Wednesday, August 1, 2007

Opposition to Private-Use Eminent Domain in North Arlington and Sunset Hills

The Castle Coalition offers two examples of municipalites that voted out cynical politicians who ignored the public's opposition to private-use eminent domain.

In North Arlington, NJ, according to Castle Coaltion, there was a plan to build 1,625 new residential units and 50,000 square feet by taking several industrial properties through government violence.

"Many people saw the deal as questionable, as the city would have been required to spend a large portion of the tax revenue generated by the development on public services associated with it."

In 2006, voters voted out Mayor Pittman in favor of Peter Massa, who opposed Pittman's questionable eminent domain plan.

In Sunset Hills, Mo, the Board of Aldermen voted to demolish a 65 acre neighborhood to make room for a blighting shopping mall.
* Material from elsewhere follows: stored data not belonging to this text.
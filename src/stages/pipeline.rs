use tracing::{info, warn};

use crate::llm::AnthropicClient;
use crate::models::{Chunk, ChunkConfig, RawCandidate, Record};
use crate::registry::SpeakerRegistry;
use crate::stages::classifier::LineClassifier;
use crate::stages::{chunker, normalizer};

/// Configuration for a document-processing run.
#[derive(Debug, Clone, Default)]
pub struct PipelineConfig {
    /// Chunking knobs.
    pub chunk: ChunkConfig,
}

/// Result of a document-processing run.
#[derive(Debug)]
pub struct PipelineResult {
    /// The full ordered record list, segment markers numbered.
    pub records: Vec<Record>,
    /// The registry built from the document's cast list.
    pub registry: SpeakerRegistry,
    /// Number of chunks processed.
    pub chunks_processed: usize,
    /// Chunks whose classification failed and fell back to raw TEXT records.
    pub chunks_degraded: usize,
    /// Number of segment markers found.
    pub segment_count: u32,
}

/// Process a document with the local deterministic classifier.
///
/// Registry is built once; chunks are classified strictly in document order;
/// every candidate passes through the normalizer; the single running segment
/// counter spans the whole document so chunk boundaries are not observable
/// in the numbering.
pub fn process(document: &str, config: &PipelineConfig) -> PipelineResult {
    let registry = SpeakerRegistry::build(document);
    let chunks = chunker::split(document, &config.chunk);
    let classifier = LineClassifier::new(&registry);

    let mut records = Vec::new();
    for chunk in &chunks {
        for candidate in classifier.classify_chunk(chunk) {
            records.extend(normalizer::normalize(&candidate));
        }
    }

    let segment_count = assign_segment_numbers(&mut records);
    info!(
        "Processed {} chunks into {} records ({} segments)",
        chunks.len(),
        records.len(),
        segment_count
    );

    PipelineResult {
        records,
        registry,
        chunks_processed: chunks.len(),
        chunks_degraded: 0,
        segment_count,
    }
}

/// Process a document through the remote classification backend.
///
/// The backend is treated as a fallible chunk-to-candidates function: a
/// chunk whose classification fails or comes back empty is wrapped as
/// verbatim per-line TEXT records instead of being dropped, so downstream
/// consumers still see an entry for every input line. A backend outage
/// degrades output quality; it never loses the document.
pub async fn process_with_backend(
    client: &AnthropicClient,
    document: &str,
    config: &PipelineConfig,
) -> PipelineResult {
    let registry = SpeakerRegistry::build(document);
    let chunks = chunker::split(document, &config.chunk);

    let mut records = Vec::new();
    let mut chunks_degraded = 0usize;

    for chunk in &chunks {
        let candidates = match client.classify_chunk(chunk, &registry).await {
            Ok(candidates) if !candidates.is_empty() => candidates,
            Ok(_) => {
                warn!(
                    "Chunk {}: backend returned no candidates, wrapping lines as text",
                    chunk.index
                );
                chunks_degraded += 1;
                wrap_lines_as_text(chunk)
            }
            Err(e) => {
                warn!(
                    "Chunk {}: backend classification failed ({}), wrapping lines as text",
                    chunk.index, e
                );
                chunks_degraded += 1;
                wrap_lines_as_text(chunk)
            }
        };

        for candidate in &candidates {
            records.extend(normalizer::normalize(candidate));
        }
    }

    let segment_count = assign_segment_numbers(&mut records);
    info!(
        "Processed {} chunks into {} records ({} segments, {} degraded chunks)",
        chunks.len(),
        records.len(),
        segment_count,
        chunks_degraded
    );

    PipelineResult {
        records,
        registry,
        chunks_processed: chunks.len(),
        chunks_degraded,
        segment_count,
    }
}

/// Wrap every non-blank line of a chunk as a verbatim free-text candidate.
fn wrap_lines_as_text(chunk: &Chunk) -> Vec<RawCandidate> {
    chunk
        .lines()
        .map(str::trim)
        .filter(|line| !line.is_empty())
        .map(RawCandidate::from_text)
        .collect()
}

/// Number segment markers 1..n in document order. The counter is the only
/// mutable state threaded across chunks.
fn assign_segment_numbers(records: &mut [Record]) -> u32 {
    let mut counter = 0u32;
    for record in records.iter_mut() {
        if let Record::SegmentMarker { segment_number, .. } = record {
            counter += 1;
            *segment_number = Some(counter);
        }
    }
    counter
}

#[cfg(test)]
mod tests {
    use super::*;
    use crate::models::RecordKind;

    const FIXTURE: &str = "Postavy:\n\
        ANDREJ\n\
        EVA\n\
        PETER KOLAR\n\
        EVA MALA\n\
        \n\
        NINA\n\
        JAN\n\
        MARTIN\n\
        PETER\n\
        JOZO\n\
        JAN4\n\
        JUANA DE ARAG\n\
        DE LA PARRA\n\
        \n\
        00:01:33----------\n\
        00:01:33\tANDREJ\t(dychy) Kde si bola?\n\
        EVA\tNebola som doma.\n\
        PETER KOLAR\t00:02:12\tPridem zajtra\n\
        JAN,MARTIN,PETER,JOZO\tNeprideme tam ani my\n\
        00:02:50----------\n\
        JUANA DE ARAG\tKde si\n\
        JAN4\tNeviem\n\
        DE LA PARRA\tJa som stale doma\n\
        EVA MALA\t00:03:40\tNebolo to mozne\n";

    #[test]
    fn test_segment_numbers_are_monotonic_across_chunks() {
        // Force many small chunks so markers land in different chunks
        let config = PipelineConfig {
            chunk: ChunkConfig {
                target_size: 30,
                marker_threshold: 100,
            },
        };

        let doc = "00:01:00----------\nANDREJ\tJedna\n\
            00:02:00----------\nANDREJ\tDva\n\
            00:03:00----------\nANDREJ\tTri\n";
        let result = process(doc, &config);

        let numbers: Vec<u32> = result
            .records
            .iter()
            .filter_map(|r| r.segment_number())
            .collect();
        assert_eq!(numbers, vec![1, 2, 3]);
        assert_eq!(result.segment_count, 3);
    }

    #[test]
    fn test_multi_speaker_expansion() {
        let result = process(FIXTURE, &PipelineConfig::default());

        let texts: Vec<&Record> = result
            .records
            .iter()
            .filter(|r| r.text() == "Neprideme tam ani my")
            .collect();
        assert_eq!(texts.len(), 4);
        let speakers: Vec<&str> = texts.iter().filter_map(|r| r.speaker()).collect();
        assert_eq!(speakers, vec!["JAN", "MARTIN", "PETER", "JOZO"]);
    }

    #[test]
    fn test_known_fixture_round_trip() {
        let result = process(FIXTURE, &PipelineConfig::default());

        let andrej = result
            .records
            .iter()
            .find(|r| r.text() == "Kde si bola?")
            .unwrap();
        assert_eq!(andrej.speaker(), Some("ANDREJ"));
        assert_eq!(andrej.timecode(), Some("00:01:33"));
        assert!(!andrej.text().contains("(dychy)"));
    }

    #[test]
    fn test_segment_marker_isolation() {
        let result = process("00:01:33----------\n", &PipelineConfig::default());

        assert_eq!(result.records.len(), 1);
        assert_eq!(
            result.records[0],
            Record::SegmentMarker {
                timecode: "00:01:33----------".to_string(),
                segment_number: Some(1),
                text: String::new(),
            }
        );
    }

    #[test]
    fn test_no_information_loss() {
        let result = process(FIXTURE, &PipelineConfig::default());

        let non_blank_lines = FIXTURE
            .lines()
            .filter(|l| !l.trim().is_empty())
            .count();
        // Multi-speaker expansion multiplies records, never divides them
        assert!(result.records.len() >= non_blank_lines);

        // Every dialogue line's text survives somewhere in the output
        for needle in [
            "Kde si bola?",
            "Nebola som doma.",
            "Pridem zajtra",
            "Ja som stale doma",
            "Nebolo to mozne",
        ] {
            assert!(
                result.records.iter().any(|r| r.text() == needle),
                "lost line: {needle}"
            );
        }
    }

    #[test]
    fn test_empty_registry_fallback() {
        // No cast list: speaker detection still works via generic patterns
        let doc = "ANDREJ\tKde si bola?\nEVA\tNebola som doma.\n";
        let result = process(doc, &PipelineConfig::default());

        assert!(result.registry.is_empty());
        let speakers: Vec<&str> = result
            .records
            .iter()
            .filter_map(|r| r.speaker())
            .collect();
        assert_eq!(speakers, vec!["ANDREJ", "EVA"]);
    }

    #[test]
    fn test_fixture_document_statistics() {
        let result = process(FIXTURE, &PipelineConfig::default());

        assert_eq!(result.segment_count, 2);
        let marker_count = result
            .records
            .iter()
            .filter(|r| r.kind() == RecordKind::SegmentMarker)
            .count();
        assert_eq!(marker_count, 2);

        // Cast-list names become TEXT records in the preamble, dialogue after
        assert!(result
            .records
            .iter()
            .any(|r| r.speaker() == Some("JUANA DE ARAG")));
        assert!(result
            .records
            .iter()
            .any(|r| r.speaker() == Some("DE LA PARRA")));
    }

    #[test]
    fn test_degraded_chunk_wrapping() {
        let chunk = Chunk::new(0, "ANDREJ\tKde si?\n\nvoľný riadok".to_string());
        let candidates = wrap_lines_as_text(&chunk);

        assert_eq!(candidates.len(), 2);
        assert_eq!(candidates[0].text.as_deref(), Some("ANDREJ\tKde si?"));
        assert_eq!(candidates[1].text.as_deref(), Some("voľný riadok"));

        // Wrapped lines still normalize into records, one per line
        let records: Vec<Record> = candidates
            .iter()
            .flat_map(|c| normalizer::normalize(c))
            .collect();
        assert_eq!(records.len(), 2);
        assert!(records.iter().all(|r| r.kind() == RecordKind::Text));
    }
}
Castle Coalition continues:

"In April 2006, residents signaled their outrage over the project’s failure by voting out half of the town’s elected officials. John Hunzeker defeated Mayor Jim Hobbs, while Franklin Hardy, Thomas Hrastich, Lynn Flowers, and Frank Gregory replaced four pro-project members on the Board of Aldermen.

"Sunset Manor appears safe for now, but the future of the neighborhood is still up in the air. It will cost millions of dollars to restore Sunset Manor to the condition it was in before the redevelopment debacle. Still, residents should feel much safer rebuilding and improving their properties now that most of Sunset Hills’ pro-eminent domain politicians are gone."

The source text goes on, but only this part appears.